**PROBLEM DETAILS**
The answer consists solely of the data below, reproduced exactly.

**INFORMATION GIVEN**
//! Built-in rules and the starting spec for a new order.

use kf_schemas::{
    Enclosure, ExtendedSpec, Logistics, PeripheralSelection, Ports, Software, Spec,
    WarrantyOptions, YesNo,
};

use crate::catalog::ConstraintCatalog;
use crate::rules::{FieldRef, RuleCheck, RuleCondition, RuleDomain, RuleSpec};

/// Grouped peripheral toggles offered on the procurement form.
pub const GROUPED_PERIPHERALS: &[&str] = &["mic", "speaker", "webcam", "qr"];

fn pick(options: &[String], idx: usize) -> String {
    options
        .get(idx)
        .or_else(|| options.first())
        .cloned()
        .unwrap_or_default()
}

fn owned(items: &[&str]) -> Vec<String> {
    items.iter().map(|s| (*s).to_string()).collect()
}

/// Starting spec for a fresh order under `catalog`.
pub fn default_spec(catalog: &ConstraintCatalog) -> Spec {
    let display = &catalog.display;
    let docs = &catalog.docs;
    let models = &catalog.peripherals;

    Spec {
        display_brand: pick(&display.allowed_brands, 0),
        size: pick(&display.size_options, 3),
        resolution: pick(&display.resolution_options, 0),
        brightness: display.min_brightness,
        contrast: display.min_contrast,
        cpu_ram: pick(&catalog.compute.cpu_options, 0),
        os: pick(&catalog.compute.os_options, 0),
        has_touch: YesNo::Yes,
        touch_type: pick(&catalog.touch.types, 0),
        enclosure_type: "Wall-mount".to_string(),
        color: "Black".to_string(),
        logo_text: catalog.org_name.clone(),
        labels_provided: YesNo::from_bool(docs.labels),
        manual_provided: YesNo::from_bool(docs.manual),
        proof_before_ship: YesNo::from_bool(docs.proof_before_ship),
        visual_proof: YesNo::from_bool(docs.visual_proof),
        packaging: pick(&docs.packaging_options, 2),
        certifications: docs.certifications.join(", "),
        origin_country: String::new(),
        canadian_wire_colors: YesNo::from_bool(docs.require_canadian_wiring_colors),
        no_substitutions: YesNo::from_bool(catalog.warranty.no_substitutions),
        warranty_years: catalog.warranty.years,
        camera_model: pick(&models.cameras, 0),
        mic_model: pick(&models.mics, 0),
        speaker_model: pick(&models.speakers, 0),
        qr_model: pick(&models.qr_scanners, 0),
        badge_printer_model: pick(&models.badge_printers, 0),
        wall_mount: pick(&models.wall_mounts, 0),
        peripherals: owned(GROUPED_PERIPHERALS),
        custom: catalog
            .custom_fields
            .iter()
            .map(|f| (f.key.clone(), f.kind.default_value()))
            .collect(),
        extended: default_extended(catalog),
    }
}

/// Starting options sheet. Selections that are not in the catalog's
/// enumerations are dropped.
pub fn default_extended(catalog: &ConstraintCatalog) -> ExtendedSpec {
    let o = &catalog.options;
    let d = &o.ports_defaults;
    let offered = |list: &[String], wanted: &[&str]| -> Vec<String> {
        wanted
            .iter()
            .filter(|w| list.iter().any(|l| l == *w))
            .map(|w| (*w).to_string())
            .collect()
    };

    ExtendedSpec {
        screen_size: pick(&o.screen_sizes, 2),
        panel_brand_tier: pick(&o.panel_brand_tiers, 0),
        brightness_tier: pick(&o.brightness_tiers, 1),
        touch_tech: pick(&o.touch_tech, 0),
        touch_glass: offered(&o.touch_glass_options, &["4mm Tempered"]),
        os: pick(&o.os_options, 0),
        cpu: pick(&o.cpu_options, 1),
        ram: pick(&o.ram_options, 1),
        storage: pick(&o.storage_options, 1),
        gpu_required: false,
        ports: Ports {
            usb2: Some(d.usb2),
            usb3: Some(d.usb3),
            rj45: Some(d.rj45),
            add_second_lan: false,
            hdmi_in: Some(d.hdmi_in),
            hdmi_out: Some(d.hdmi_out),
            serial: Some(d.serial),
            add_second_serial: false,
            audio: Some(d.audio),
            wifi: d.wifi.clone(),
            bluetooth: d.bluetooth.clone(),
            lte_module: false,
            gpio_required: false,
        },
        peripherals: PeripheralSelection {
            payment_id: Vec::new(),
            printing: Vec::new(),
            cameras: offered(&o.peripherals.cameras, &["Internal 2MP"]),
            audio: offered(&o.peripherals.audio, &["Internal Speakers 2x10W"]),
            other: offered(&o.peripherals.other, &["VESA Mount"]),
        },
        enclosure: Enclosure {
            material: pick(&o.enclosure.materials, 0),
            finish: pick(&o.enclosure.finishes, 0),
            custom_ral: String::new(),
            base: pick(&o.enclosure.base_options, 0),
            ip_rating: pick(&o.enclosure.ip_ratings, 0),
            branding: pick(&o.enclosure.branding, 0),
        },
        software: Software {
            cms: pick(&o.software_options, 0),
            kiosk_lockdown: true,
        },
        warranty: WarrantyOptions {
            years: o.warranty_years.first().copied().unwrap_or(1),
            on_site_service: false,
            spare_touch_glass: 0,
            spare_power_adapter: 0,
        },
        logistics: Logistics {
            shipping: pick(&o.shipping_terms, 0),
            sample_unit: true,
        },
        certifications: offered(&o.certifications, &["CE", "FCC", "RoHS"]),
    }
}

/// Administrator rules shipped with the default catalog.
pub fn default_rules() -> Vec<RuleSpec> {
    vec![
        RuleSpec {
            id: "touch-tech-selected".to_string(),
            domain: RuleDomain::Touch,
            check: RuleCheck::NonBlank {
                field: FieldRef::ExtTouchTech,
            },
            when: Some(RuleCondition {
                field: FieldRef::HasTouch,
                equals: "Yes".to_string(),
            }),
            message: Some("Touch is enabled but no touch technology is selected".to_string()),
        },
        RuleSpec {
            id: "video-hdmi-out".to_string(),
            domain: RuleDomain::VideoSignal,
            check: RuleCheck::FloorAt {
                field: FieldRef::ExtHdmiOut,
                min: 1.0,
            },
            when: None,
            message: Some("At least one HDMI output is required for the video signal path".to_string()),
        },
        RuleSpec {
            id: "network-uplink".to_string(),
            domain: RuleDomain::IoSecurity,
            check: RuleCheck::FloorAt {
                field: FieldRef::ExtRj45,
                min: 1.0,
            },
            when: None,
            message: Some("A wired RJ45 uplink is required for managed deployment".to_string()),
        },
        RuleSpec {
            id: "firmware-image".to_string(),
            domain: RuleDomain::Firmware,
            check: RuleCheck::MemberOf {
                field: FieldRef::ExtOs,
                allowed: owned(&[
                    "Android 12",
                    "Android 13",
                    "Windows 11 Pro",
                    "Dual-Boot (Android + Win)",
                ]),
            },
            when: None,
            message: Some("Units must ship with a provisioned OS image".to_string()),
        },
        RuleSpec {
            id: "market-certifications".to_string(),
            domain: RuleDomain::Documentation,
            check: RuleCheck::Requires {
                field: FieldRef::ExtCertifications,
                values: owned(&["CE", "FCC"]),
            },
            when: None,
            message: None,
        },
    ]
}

**RESPONSE BOX**
//! Built-in rules and the starting spec for a new order.

use kf_schemas::{
    Enclosure, ExtendedSpec, Logistics, PeripheralSelection, Ports, Software, Spec,
    WarrantyOptions, YesNo,
};

use crate::catalog::ConstraintCatalog;
use crate::rules::{FieldRef, RuleCheck, RuleCondition, RuleDomain, RuleSpec};

/// Grouped peripheral toggles offered on the procurement form.
pub const GROUPED_PERIPHERALS: &[&str] = &["mic", "speaker", "webcam", "qr"];

fn pick(options: &[String], idx: usize) -> String {
    options
        .get(idx)
        .or_else(|| options.first())
        .cloned()
        .unwrap_or_default()
}

fn owned(items: &[&str]) -> Vec<String> {
    items.iter().map(|s| (*s).to_string()).collect()
}

/// Starting spec for a fresh order under `catalog`.
pub fn default_spec(catalog: &ConstraintCatalog) -> Spec {
    let display = &catalog.display;
    let docs = &catalog.docs;
    let models = &catalog.peripherals;

    Spec {
        display_brand: pick(&display.allowed_brands, 0),
        size: pick(&display.size_options, 3),
        resolution: pick(&display.resolution_options, 0),
        brightness: display.min_brightness,
        contrast: display.min_contrast,
        cpu_ram: pick(&catalog.compute.cpu_options, 0),
        os: pick(&catalog.compute.os_options, 0),
        has_touch: YesNo::Yes,
        touch_type: pick(&catalog.touch.types, 0),
        enclosure_type: "Wall-mount".to_string(),
        color: "Black".to_string(),
        logo_text: catalog.org_name.clone(),
        labels_provided: YesNo::from_bool(docs.labels),
        manual_provided: YesNo::from_bool(docs.manual),
        proof_before_ship: YesNo::from_bool(docs.proof_before_ship),
        visual_proof: YesNo::from_bool(docs.visual_proof),
        packaging: pick(&docs.packaging_options, 2),
        certifications: docs.certifications.join(", "),
        origin_country: String::new(),
        canadian_wire_colors: YesNo::from_bool(docs.require_canadian_wiring_colors),
        no_substitutions: YesNo::from_bool(catalog.warranty.no_substitutions),
        warranty_years: catalog.warranty.years,
        camera_model: pick(&models.cameras, 0),
        mic_model: pick(&models.mics, 0),
        speaker_model: pick(&models.speakers, 0),
        qr_model: pick(&models.qr_scanners, 0),
        badge_printer_model: pick(&models.badge_printers, 0),
        wall_mount: pick(&models.wall_mounts, 0),
        peripherals: owned(GROUPED_PERIPHERALS),
        custom: catalog
            .custom_fields
            .iter()
            .map(|f| (f.key.clone(), f.kind.default_value()))
            .collect(),
        extended: default_extended(catalog),
    }
}

/// Starting options sheet. Selections that are not in the catalog's
/// enumerations are dropped.
pub fn default_extended(catalog: &ConstraintCatalog) -> ExtendedSpec {
    let o = &catalog.options;
    let d = &o.ports_defaults;
    let offered = |list: &[String], wanted: &[&str]| -> Vec<String> {
        wanted
            .iter()
            .filter(|w| list.iter().any(|l| l == *w))
            .map(|w| (*w).to_string())
            .collect()
    };

    ExtendedSpec {
        screen_size: pick(&o.screen_sizes, 2),
        panel_brand_tier: pick(&o.panel_brand_tiers, 0),
        brightness_tier: pick(&o.brightness_tiers, 1),
        touch_tech: pick(&o.touch_tech, 0),
        touch_glass: offered(&o.touch_glass_options, &["4mm Tempered"]),
        os: pick(&o.os_options, 0),
        cpu: pick(&o.cpu_options, 1),
        ram: pick(&o.ram_options, 1),
        storage: pick(&o.storage_options, 1),
        gpu_required: false,
        ports: Ports {
            usb2: Some(d.usb2),
            usb3: Some(d.usb3),
            rj45: Some(d.rj45),
            add_second_lan: false,
            hdmi_in: Some(d.hdmi_in),
            hdmi_out: Some(d.hdmi_out),
            serial: Some(d.serial),
            add_second_serial: false,
            audio: Some(d.audio),
            wifi: d.wifi.clone(),
            bluetooth: d.bluetooth.clone(),
            lte_module: false,
            gpio_required: false,
        },
        peripherals: PeripheralSelection {
            payment_id: Vec::new(),
            printing: Vec::new(),
            cameras: offered(&o.peripherals.cameras, &["Internal 2MP"]),
            audio: offered(&o.peripherals.audio, &["Internal Speakers 2x10W"]),
            other: offered(&o.peripherals.other, &["VESA Mount"]),
        },
        enclosure: Enclosure {
            material: pick(&o.enclosure.materials, 0),
            finish: pick(&o.enclosure.finishes, 0),
            custom_ral: String::new(),
            base: pick(&o.enclosure.base_options, 0),
            ip_rating: pick(&o.enclosure.ip_ratings, 0),
            branding: pick(&o.enclosure.branding, 0),
        },
        software: Software {
            cms: pick(&o.software_options, 0),
            kiosk_lockdown: true,
        },
        warranty: WarrantyOptions {
            years: o.warranty_years.first().copied().unwrap_or(1),
            on_site_service: false,
            spare_touch_glass: 0,
            spare_power_adapter: 0,
        },
        logistics: Logistics {
            shipping: pick(&o.shipping_terms, 0),
            sample_unit: true,
        },
        certifications: offered(&o.certifications, &["CE", "FCC", "RoHS"]),
    }
}

/// Administrator rules shipped with the default catalog.
pub fn default_rules() -> Vec<RuleSpec> {
    vec![
        RuleSpec {
            id: "touch-tech-selected".to_string(),
            domain: RuleDomain::Touch,
            check: RuleCheck::NonBlank {
                field: FieldRef::ExtTouchTech,
            },
            when: Some(RuleCondition {
                field: FieldRef::HasTouch,
                equals: "Yes".to_string(),
            }),
            message: Some("Touch is enabled but no touch technology is selected".to_string()),
        },
        RuleSpec {
            id: "video-hdmi-out".to_string(),
            domain: RuleDomain::VideoSignal,
            check: RuleCheck::FloorAt {
                field: FieldRef::ExtHdmiOut,
                min: 1.0,
            },
            when: None,
            message: Some("At least one HDMI output is required for the video signal path".to_string()),
        },
        RuleSpec {
            id: "network-uplink".to_string(),
            domain: RuleDomain::IoSecurity,
            check: RuleCheck::FloorAt {
                field: FieldRef::ExtRj45,
                min: 1.0,
            },
            when: None,
            message: Some("A wired RJ45 uplink is required for managed deployment".to_string()),
        },
        RuleSpec {
            id: "firmware-image".to_string(),
            domain: RuleDomain::Firmware,
            check: RuleCheck::MemberOf {
                field: FieldRef::ExtOs,
                allowed: owned(&[
                    "Android 12",
                    "Android 13",
                    "Windows 11 Pro",
                    "Dual-Boot (Android + Win)",
                ]),
            },
            when: None,
            message: Some("Units must ship with a provisioned OS image".to_string()),
        },
        RuleSpec {
            id: "market-certifications".to_string(),
            domain: RuleDomain::Documentation,
            check: RuleCheck::Requires {
                field: FieldRef::ExtCertifications,
                values: owned(&["CE", "FCC"]),
            },
            when: None,
            message: None,
        },
    ]
}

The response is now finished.